Anything but actually having to get bigger and stronger! Give me some kind of secret technique cheat![/quote]

Exactly! Otherwise what’s the point of the internet?

HT you ever fucked up your shoulders from benching so much? How’d you get around that if you did?

[quote]Yogi wrote:

[quote]csulli wrote:

[quote]HeavyTriple wrote:
don’t try to out-technique the lift. 90% of increasing your bench should be from increasing the size and efficiency of the prime movers.
[/quote]
plz no…

Anything but actually having to get bigger and stronger! Give me some kind of secret technique cheat![/quote]
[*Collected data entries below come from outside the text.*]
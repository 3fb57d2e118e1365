//! MCP server implementation that handles JSON-RPC communication
//!
//! This module implements the actual MCP server that:
//! 1. Reads JSON-RPC requests from stdin
//! 2. Processes tool calls against the habits document
//! 3. Sends JSON-RPC responses to stdout

use std::collections::HashMap;
use chrono::NaiveDate;
use schemars::{schema_for, JsonSchema};
use serde::de::DeserializeOwned;
use serde_json::{json, Value};
use tokio::io::{AsyncBufReadExt, AsyncWriteExt, BufReader};
use tracing::{debug, error, info, warn};

use crate::mcp::protocol::*;
use crate::tools;
use crate::{HabitTrackerServer, ServerError};

/// MCP server for one client session
pub struct McpServer {
    /// The underlying habit tracker server
    habit_tracker: HabitTrackerServer,
    /// Whether the client has finished initialization
    initialized: bool,
    /// Milestone message from the last habit_done, shown once by habit_home
    pending_notification: Option<String>,
    /// Source of "today" for completions and summaries
    clock: fn() -> NaiveDate,
}

impl McpServer {
    /// Create a new MCP server using the local clock
    pub fn new(habit_tracker: HabitTrackerServer) -> Self {
        Self::with_clock(habit_tracker, crate::today)
    }

    /// Create a new MCP server with a custom notion of "today"
    pub fn with_clock(habit_tracker: HabitTrackerServer, clock: fn() -> NaiveDate) -> Self {
        Self {
            habit_tracker,
            initialized: false,
            pending_notification: None,
            clock,
        }
    }

    /// Run the MCP server, handling JSON-RPC over stdin/stdout
    pub async fn run(&mut self) -> Result<(), ServerError> {
        info!("Starting MCP server, waiting for JSON-RPC requests...");

        let stdin = tokio::io::stdin();
        let mut reader = BufReader::new(stdin);
        let mut stdout = tokio::io::stdout();

        let mut line = String::new();

        loop {
            line.clear();

            match reader.read_line(&mut line).await {
                Ok(0) => {
                    info!("MCP server shutting down (stdin closed)");
                    break;
                }
                Ok(_) => {
                    if let Some(response) = self.handle_line(&line).await {
                        let response_str = serde_json::to_string(&response)?;

                        // Write response + newline
                        stdout.write_all(response_str.as_bytes()).await?;
                        stdout.write_all(b"\n").await?;
                        stdout.flush().await?;

                        debug!("Sent response: {}", response_str);
                    }
                }
                Err(e) => {
                    error!("Failed to read from stdin: {}", e);
                    break;
                }
            }
        }

        Ok(())
    }

    /// Process a single line of JSON-RPC input
    ///
    /// Returns `None` for blank lines and notifications, which get no reply.
    pub async fn handle_line(&mut self, line: &str) -> Option<JsonRpcResponse> {
        let line = line.trim();
        if line.is_empty() {
            return None;
        }

        debug!("Processing request: {}", line);

        let request: JsonRpcRequest = match serde_json::from_str(line) {
            Ok(req) => req,
            Err(e) => {
                error!("Failed to parse JSON-RPC request: {}", e);
                return Some(JsonRpcResponse::error(
                    Value::Null,
                    error_codes::PARSE_ERROR,
                    format!("Invalid JSON: {}", e),
                    None,
                ));
            }
        };

        self.handle_request(request).await
    }

    async fn handle_request(&mut self, request: JsonRpcRequest) -> Option<JsonRpcResponse> {
        let Some(id) = request.id else {
            self.handle_notification(&request.method);
            return None;
        };

        let response = match request.method.as_str() {
            "initialize" => self.handle_initialize(id),
            "tools/list" => self.handle_tools_list(id),
            "tools/call" => self.handle_tools_call(id, request.params),
            _ => JsonRpcResponse::error(
                id,
                error_codes::METHOD_NOT_FOUND,
                format!("Method '{}' not found", request.method),
                None,
            ),
        };
        Some(response)
    }

    fn handle_notification(&mut self, method: &str) {
        match method {
            "initialized" | "notifications/initialized" => {
                self.initialized = true;
                info!("MCP client initialized");
            }
            _ => debug!("Ignoring notification: {}", method),
        }
    }

    /// Handle MCP initialization request
    fn handle_initialize(&mut self, id: Value) -> JsonRpcResponse {
        info!("MCP client connected");

        let result = InitializeResult {
            protocol_version: MCP_VERSION.to_string(),
            capabilities: ServerCapabilities {
                tools: Some(ToolsCapability {
                    list_changed: false,
                }),
            },
            server_info: ServerInfo {
                name: "Habit Streaks MCP".to_string(),
                version: env!("CARGO_PKG_VERSION").to_string(),
            },
        };

        JsonRpcResponse::from_serializable(id, &result)
    }

    /// Handle tools/list request
    fn handle_tools_list(&self, id: Value) -> JsonRpcResponse {
        let tools = vec![
            ToolDefinition {
                name: "habit_create".to_string(),
                description: "Create a new daily habit to track".to_string(),
                input_schema: input_schema::<tools::CreateHabitParams>(),
            },
            ToolDefinition {
                name: "habit_done".to_string(),
                description: "Mark a habit done for today, with an optional 1-10 effort rating".to_string(),
                input_schema: input_schema::<tools::LogHabitParams>(),
            },
            ToolDefinition {
                name: "habit_delete".to_string(),
                description: "Permanently delete a habit and its history".to_string(),
                input_schema: input_schema::<tools::DeleteHabitParams>(),
            },
            ToolDefinition {
                name: "habit_home".to_string(),
                description: "Show all habits with their streaks, any new milestone message, and this week's summary".to_string(),
                input_schema: json!({"type": "object", "properties": {}}),
            },
            ToolDefinition {
                name: "habit_weekly_summary".to_string(),
                description: "Summarize check-ins and average effort over the last seven days".to_string(),
                input_schema: json!({"type": "object", "properties": {}}),
            },
        ];

        JsonRpcResponse::success(id, json!({ "tools": tools }))
    }

    /// Handle tools/call request
    fn handle_tools_call(&mut self, id: Value, params: Option<Value>) -> JsonRpcResponse {
        let tool_params: ToolCallParams = match params.map(serde_json::from_value::<ToolCallParams>) {
            Some(Ok(p)) => p,
            Some(Err(e)) => {
                return JsonRpcResponse::error(
                    id,
                    error_codes::INVALID_PARAMS,
                    format!("Invalid parameters: {}", e),
                    None,
                );
            }
            None => {
                return JsonRpcResponse::error(
                    id,
                    error_codes::INVALID_PARAMS,
                    "Missing parameters".to_string(),
                    None,
                );
            }
        };

        if !self.initialized {
            debug!("Tool call {} before client initialization", tool_params.name);
        }

        let result = match tool_params.name.as_str() {
            "habit_create" => self.call_habit_create(tool_params.arguments),
            "habit_done" => self.call_habit_done(tool_params.arguments),
            "habit_delete" => self.call_habit_delete(tool_params.arguments),
            "habit_home" => self.call_habit_home(),
            "habit_weekly_summary" => self.call_habit_weekly_summary(),
            _ => ToolCallResult::error(format!("Unknown tool: {}", tool_params.name)),
        };

        if result.is_error {
            warn!("Tool {} failed: {}", tool_params.name, result.text());
        }

        JsonRpcResponse::from_serializable(id, &result)
    }

    /// Call the habit_create tool
    fn call_habit_create(&self, args: HashMap<String, Value>) -> ToolCallResult {
        let params = match parse_arguments::<tools::CreateHabitParams>(args) {
            Ok(params) => params,
            Err(result) => return result,
        };

        match tools::create_habit(self.habit_tracker.storage(), params) {
            Ok(response) => ToolCallResult::with_structured(response.message.clone(), &response),
            Err(e) => ToolCallResult::error(e.to_string()),
        }
    }

    /// Call the habit_done tool
    fn call_habit_done(&mut self, args: HashMap<String, Value>) -> ToolCallResult {
        let params = match parse_arguments::<tools::LogHabitParams>(args) {
            Ok(params) => params,
            Err(result) => return result,
        };

        match tools::log_habit(self.habit_tracker.storage(), params, (self.clock)()) {
            Ok(response) => {
                let text = match &response.notification {
                    Some(notification) => format!("{}\n🎉 {}", response.message, notification),
                    None => response.message.clone(),
                };
                if response.notification.is_some() {
                    self.pending_notification = response.notification.clone();
                }
                ToolCallResult::with_structured(text, &response)
            }
            Err(e) => ToolCallResult::error(e.to_string()),
        }
    }

    /// Call the habit_delete tool
    fn call_habit_delete(&self, args: HashMap<String, Value>) -> ToolCallResult {
        let params = match parse_arguments::<tools::DeleteHabitParams>(args) {
            Ok(params) => params,
            Err(result) => return result,
        };

        match tools::delete_habit(self.habit_tracker.storage(), params) {
            Ok(response) => ToolCallResult::with_structured(response.message.clone(), &response),
            Err(e) => ToolCallResult::error(e.to_string()),
        }
    }

    /// Call the habit_home tool
    ///
    /// Hands over the pending notification, so it is shown at most once.
    fn call_habit_home(&mut self) -> ToolCallResult {
        let notification = self.pending_notification.take();

        match tools::home_view(self.habit_tracker.storage(), (self.clock)(), notification) {
            Ok(view) => ToolCallResult::with_structured(view.message.clone(), &view),
            Err(e) => ToolCallResult::error(e.to_string()),
        }
    }

    /// Call the habit_weekly_summary tool
    fn call_habit_weekly_summary(&self) -> ToolCallResult {
        match tools::weekly_summary(self.habit_tracker.storage(), (self.clock)()) {
            Ok(Some(summary)) => ToolCallResult::with_structured(summary.message.clone(), &summary),
            Ok(None) => ToolCallResult::success("No habit check-ins in the last seven days.".to_string()),
            Err(e) => ToolCallResult::error(e.to_string()),
        }
    }
}

/// Deserialize tool arguments into a tool's parameter struct
fn parse_arguments<T: DeserializeOwned>(args: HashMap<String, Value>) -> Result<T, ToolCallResult> {
    serde_json::from_value(Value::Object(args.into_iter().collect()))
        .map_err(|e| ToolCallResult::error(format!("Invalid arguments: {}", e)))
}

/// JSON schema advertised for a tool's parameter struct
fn input_schema<T: JsonSchema>() -> Value {
    serde_json::to_value(schema_for!(T)).unwrap_or_else(|e| {
        warn!("Failed to build input schema: {}", e);
        json!({"type": "object"})
    })
}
Exactly! Otherwise what’s the point of the internet?

HT you ever fucked up your shoulders from benching so much? How’d you get around that if you did?[/quote]
What you guys don’t know about it is my CONTROVERSIAL STEROID ALTERNATIVE TECHNIQUE. TRAINERS HATE ME

Yes and no, Yogi. I messed up my rotator cuff in my early twenties, and like the idiot I was kept benching and overhead pressing through pain until I couldn’t bear it any longer and had to take 4 months off liftng.

I’ve actually only gotten healthier since I started benching 2x weekly about 3 years ago. The how is a combination of things, as it always is, and here’s what I think helped me the most:

  1. cutting out overhead pressing pretty much entirely; I have shoulder anatomy that is conducive to impingement, so I don’t aggravate it with OH stuff. Now that won’t be true for everybody, it’s just what has proven to be true for me over the last 8 years in the game since I started having problems.

  2. work the back heavily and frequently. The back is made of postural muscles, so they need to be hit with a lot of volume and often to induce the kind of change you want.

  3. lacrosse ball rolling around the shoulder blade, PVC to the upper back, and broomstick stretching. I’ve tried any and all stretches and foam rolling variations, and these are by far and away the most effective. Seek out the pain when rolling with the lacrosse ball…that’s where the tension is being held.

  4. technique. You’ve heard it all before, but squeeze the shoulder blades (and pull them down toward the butt, too), get your knuckles straight up so that you are applying force directly through the bar, and keep the elbows directly under the bar. A cue that works for most of that is to try and reach your chest to the bar as you bring it down.

No particular order on any of those. They all are equally important given context.

as you press, do you press up and back or just focus on rotating the elbows out?

[quote]kalb wrote:
as you press, do you press up and back or just focus on rotating the elbows out?[/quote]
That’s a good question …got me thinking.

I’d say I focus more on rotating the elbows out, and the backward movement of the bar takes care of itself.